This Week at Literary Mama
It’s always gratifying to update Literary Mama on Sundays and see pieces–some of which I first read several months ago–find their broad audience. I try to give each just a quick final read–they’ve all been through a couple rounds of editing and copyediting, but sometimes I might catch a stray typo–still, inevitably I forget myself and get drawn into the essay or story or poem as if for the first time.
This week, there’s Hilary Meyerson’s beautiful Voice: A Study in the Writer’s Art, which begins with a nightmare like one I’ve had myself:
The night before my daughter started kindergarten, I had a nightmare. . .that I was nine months pregnant with a third child. Not just pregnant, but in labor. In typical dream-reality, I had missed the pregnancy signs until labor was imminent. My dream voice broke as I told my husband that this child would be born September third, two days after the crucial September first enrollment cut-off date. Didn’t he understand? It meant that it would be almost six more years before this third child started kindergarten. Six more years before I’d have all the kids in school, before I could finally begin my new life as a writer. I woke in a sweat, grasping my belly, relieved to find it still less firm than I’d like, but not in fact, housing a third child.
In Children’s Lit Book Group, Libby writes about a different transition, as kids finish school and move away from home:
It’s back to school time around here. Four of my friends have packed sons or daughters off to college for the first time and are learning how to reconfigure patterns set over the last eighteen years of parenthood. As my friends face their new version of parenthood, their children have the gift of an extended transition, a prolonged adolescence as they negotiate the four years of college.
This month’s poems focus on a place dear to my heart: the kitchen! In Elizabeth Bruno’s Kitchen Daffodils: “their necks tilt Vincent-gold toward the glass.” In Cookie Bakers, Lois Parker Edstrom listens to “radio tuned to Queen for a Day”. I empathize with Yvonne Pearson who writes, in Eaten Alive, “All day I feed and I feed.” And finally Ann Walters notes, In the Kitchen, “A gingham tablecloth makes a fine parachute.”
And finally, I confess I got as caught up as the next girl in the gossip and hoopla surrounding Sarah Palin’s nomination as VP on the Republican ticket: I was up late reading blogs, looking at pictures, wondering what to make of the story, all the while feeling increasingly queasy about the way she and her family were being portrayed — and all my reading about it. So, since I’m in the fortunate position of knowing lots of good and thoughtful writers, I suggested to LM’s columns editors that we put put out a call for some op-eds on the topic, and I’m delighted with the pieces we received this week.

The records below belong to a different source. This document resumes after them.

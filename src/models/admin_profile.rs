use sea_orm::entity::prelude::*;
use serde::{Deserialize, Serialize};
use utoipa::ToSchema;

/// Publicly displayable contact card for an administrator, keyed by a
/// unique member number. 1:1 optional extension of a user.
#[derive(Clone, Debug, PartialEq, DeriveEntityModel, Serialize, Deserialize, ToSchema)]
#[sea_orm(table_name = "admin_profiles")]
pub struct Model {
    #[sea_orm(primary_key)]
    pub id: i32,
    #[sea_orm(unique)]
    pub user_id: i32,
    #[sea_orm(unique)]
    pub admin_number: i32,
    #[sea_orm(column_type = "String(StringLen::N(500))", nullable)]
    pub facebook_main: Option<String>,
    #[sea_orm(column_type = "String(StringLen::N(500))", nullable)]
    pub facebook_backup: Option<String>,
    #[sea_orm(column_type = "String(StringLen::N(50))", nullable)]
    pub zalo: Option<String>,
    #[sea_orm(column_type = "String(StringLen::N(500))", nullable)]
    pub website: Option<String>,
    #[sea_orm(column_type = "Json", nullable)]
    pub services: Option<Json>,
    #[sea_orm(column_type = "Json", nullable)]
    pub bank_accounts: Option<Json>,
    #[sea_orm(column_type = "Double")]
    pub insurance_fund: f64,
    pub is_public: bool,
    pub created_at: DateTime,
}

#[derive(Copy, Clone, Debug, EnumIter, DeriveRelation)]
pub enum Relation {
    #[sea_orm(
        belongs_to = "super::user::Entity",
        from = "Column::UserId",
        to = "super::user::Column::Id"
    )]
    User,
}

impl ActiveModelBehavior for ActiveModel {}
use anyhow::Result;
use std::env;

#[derive(Debug, Clone)]
pub struct JwtConfig {
    pub secret: String,
    pub access_token_expiry: u64,
}

impl JwtConfig {
    pub fn from_env() -> Result<Self> {
        let secret = env::var("JWT_SECRET")
            .map_err(|_| anyhow::anyhow!("JWT_SECRET environment variable must be set"))?;

        if secret.len() < 32 {
            return Err(anyhow::anyhow!("JWT_SECRET must be at least 32 characters"));
        }

        let access_token_expiry = env::var("JWT_ACCESS_EXPIRATION")
            .ok()
            .and_then(|s| s.parse().ok())
            .unwrap_or(86400); // 24 hours

        Ok(Self {
            secret,
            access_token_expiry,
        })
    }
}
use anyhow::Result;
use jsonwebtoken::{decode, encode, DecodingKey, EncodingKey, Header, Validation};
use serde::{Deserialize, Serialize};
use std::sync::OnceLock;

static JWT_CONFIG: OnceLock<crate::config::jwt::JwtConfig> = OnceLock::new();

/// Initialize JWT config from environment. Must be called once at startup.
pub fn init_jwt_config(config: crate::config::jwt::JwtConfig) -> Result<()> {
    JWT_CONFIG
        .set(config)
        .map_err(|_| anyhow::anyhow!("JWT config already initialized"))?;
    Ok(())
}

fn get_config() -> &'static crate::config::jwt::JwtConfig {
    JWT_CONFIG
        .get()
        .expect("JWT config not initialized — call init_jwt_config() at startup")
}

#[derive(Debug, Serialize, Deserialize)]
pub struct Claims {
    pub sub: String, // user_id
    pub exp: usize,  // expiration time
    pub iat: usize,  // issued at
}

pub fn encode_access_token(user_id: &str) -> Result<String> {
    let config = get_config();
    let now = chrono::Utc::now().timestamp() as usize;
    let claims = Claims {
        sub: user_id.to_owned(),
        exp: now + config.access_token_expiry as usize,
        iat: now,
    };

    encode(
        &Header::default(),
        &claims,
        &EncodingKey::from_secret(config.secret.as_bytes()),
    )
    .map_err(|e| anyhow::anyhow!("Failed to encode access token: {}", e))
}

pub fn decode_jwt(token: &str) -> Result<Claims> {
    let config = get_config();

    decode::<Claims>(
        token,
        &DecodingKey::from_secret(config.secret.as_bytes()),
        &Validation::default(),
    )
    .map(|data| data.claims)
    .map_err(|e| anyhow::anyhow!("Failed to decode JWT: {}", e))
}

#[cfg(test)]
mod tests {
    use super::*;
    use std::sync::Once;

    static INIT: Once = Once::new();

    fn ensure_config() {
        INIT.call_once(|| {
            std::env::set_var("JWT_SECRET", "a_very_long_secret_key_that_is_at_least_32_chars");
            let config = crate::config::jwt::JwtConfig::from_env().unwrap();
            let _ = init_jwt_config(config);
        });
    }

    #[test]
    fn encode_decode_round_trip() {
        ensure_config();
        let token = encode_access_token("42").unwrap();
        let claims = decode_jwt(&token).unwrap();
        assert_eq!(claims.sub, "42");
        assert!(claims.exp > claims.iat);
    }

    #[test]
    fn tampered_token_fails() {
        ensure_config();
        let token = encode_access_token("42").unwrap();
        let mut chars: Vec<char> = token.chars().collect();
        let mid = chars.len() / 2;
        chars[mid] = if chars[mid] == 'A' { 'B' } else { 'A' };
        let tampered: String = chars.into_iter().collect();
        assert!(decode_jwt(&tampered).is_err());
    }

    #[test]
    fn expired_token_fails() {
        ensure_config();
        let config = get_config();
        let now = chrono::Utc::now().timestamp() as usize;
        let claims = Claims {
            sub: "42".to_string(),
            exp: now - 3600,
            iat: now - 7200,
        };
        let token = encode(
            &Header::default(),
            &claims,
            &EncodingKey::from_secret(config.secret.as_bytes()),
        )
        .unwrap();
        assert!(decode_jwt(&token).is_err());
    }

    #[test]
    fn empty_token_fails() {
        ensure_config();
        assert!(decode_jwt("").is_err());
    }
}
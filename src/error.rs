use axum::{
    http::StatusCode,
    response::{IntoResponse, Json, Response},
};
use serde_json::json;
use thiserror::Error;

/// Request-level failures surfaced to API callers.
///
/// Search-index and upload-gateway failures never appear here: every call
/// site degrades to a database fallback or a logged no-op instead (see
/// `search::IndexError`).
#[derive(Error, Debug)]
pub enum AppError {
    #[error("Database error: {0}")]
    Database(#[from] sea_orm::DbErr),

    #[error("Authentication failed")]
    Unauthorized,

    #[error("Forbidden")]
    Forbidden,

    #[error("Not found")]
    NotFound,

    #[error("Validation error: {0}")]
    Validation(String),

    #[error("Payload too large")]
    PayloadTooLarge,

    #[error("Internal server error: {0}")]
    Internal(#[from] anyhow::Error),
}

#[derive(serde::Serialize, utoipa::ToSchema)]
pub struct ErrorResponse {
    pub error: String,
}

impl utoipa::ToSchema for AppError {
    fn name() -> std::borrow::Cow<'static, str> {
        "ErrorResponse".into()
    }
}

impl utoipa::PartialSchema for AppError {
    fn schema() -> utoipa::openapi::RefOr<utoipa::openapi::schema::Schema> {
        ErrorResponse::schema()
    }
}

impl IntoResponse for AppError {
    fn into_response(self) -> Response {
        let (status, message) = match self {
            AppError::Database(e) => {
                tracing::error!("Database error: {:?}", e);
                (
                    StatusCode::INTERNAL_SERVER_ERROR,
                    "Database error".to_string(),
                )
            }
            AppError::Unauthorized => (StatusCode::UNAUTHORIZED, "Unauthorized".to_string()),
            AppError::Forbidden => (StatusCode::FORBIDDEN, "Forbidden".to_string()),
            AppError::NotFound => (StatusCode::NOT_FOUND, "Resource not found".to_string()),
            AppError::Validation(msg) => (StatusCode::BAD_REQUEST, msg),
            AppError::PayloadTooLarge => {
                (StatusCode::PAYLOAD_TOO_LARGE, "File too large".to_string())
            }
            AppError::Internal(e) => {
                tracing::error!("Internal error: {:?}", e);
                (
                    StatusCode::INTERNAL_SERVER_ERROR,
                    "Internal server error".to_string(),
                )
            }
        };

        (status, Json(json!({ "error": message }))).into_response()
    }
}

pub type AppResult<T> = Result<T, AppError>;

First, we have our own Subarctic Mama, Nicole Stellon O’Donnell, unpacking “The Sarah Myth:”
I never voted for Sarah Palin. Politically, we don’t get along… But I did like her. I’ve never liked any politician so unlike myself so much. Many of my liberal pro-choice mom friends liked her too. She was an Alaskan after all–a mom like me, bundling babies in snowsuits and dragging them around in sleds. She nursed and governed. She seemed real, someone who, despite our differences, I could talk to. Like everyone else in this giant, small state, I was on a first name basis with her. “Sarah,” I’d say if I ever ran into her at the airport, “Hello.”
And in a terrific complement to her piece, Mama, PhD contributor Rebecca Steinitz writes about “Sarah Palin’s Kids, Our Kids:”
On the third night of the Republican National Convention, Sarah Palin finally spoke up. The next morning I woke up to a front-page article in The Boston Globe, announcing that Sarah Palin has reignited the mommy wars.
No kidding. Birth plans, breastfeeding, working moms, teenagers and sex: it’s like the national conversation has become one big mommy kaffeklatsch. Or one big mommy driveby, as women across the country wonder how Palin does it–when they’re not condemning her for doing it.
I couldn’t be prouder of all this writing if I’d written it myself; click on over to Literary Mama to check it out!
Greetings! I am so happy to have found a blog that combines so many of my passions. I’m a mother of two teenagers (one a college freshman) and am an overworked and underpaid journalist/columnist who is trying to write a novel in my few spare moments not dedicated to sleep. In my young-mom years I owned two small mom-friendly businesses, a home biz that dealt with breast pumps, nursing bras, parenting books, etc., and a second-hand kids clothing and baby-stuff store. Now I’m not active in that area anymore, but will occasionally touch on these topics in my column. How many other moms out there feel torn between a desire to throw themselves into a life of babies, breastfeeding and birthing and writing and gardening and cooking — the traditional stuff — plus a financial and emotional need for More? And who wish they had the energy to do half the things they want to do? A lot of us, I think.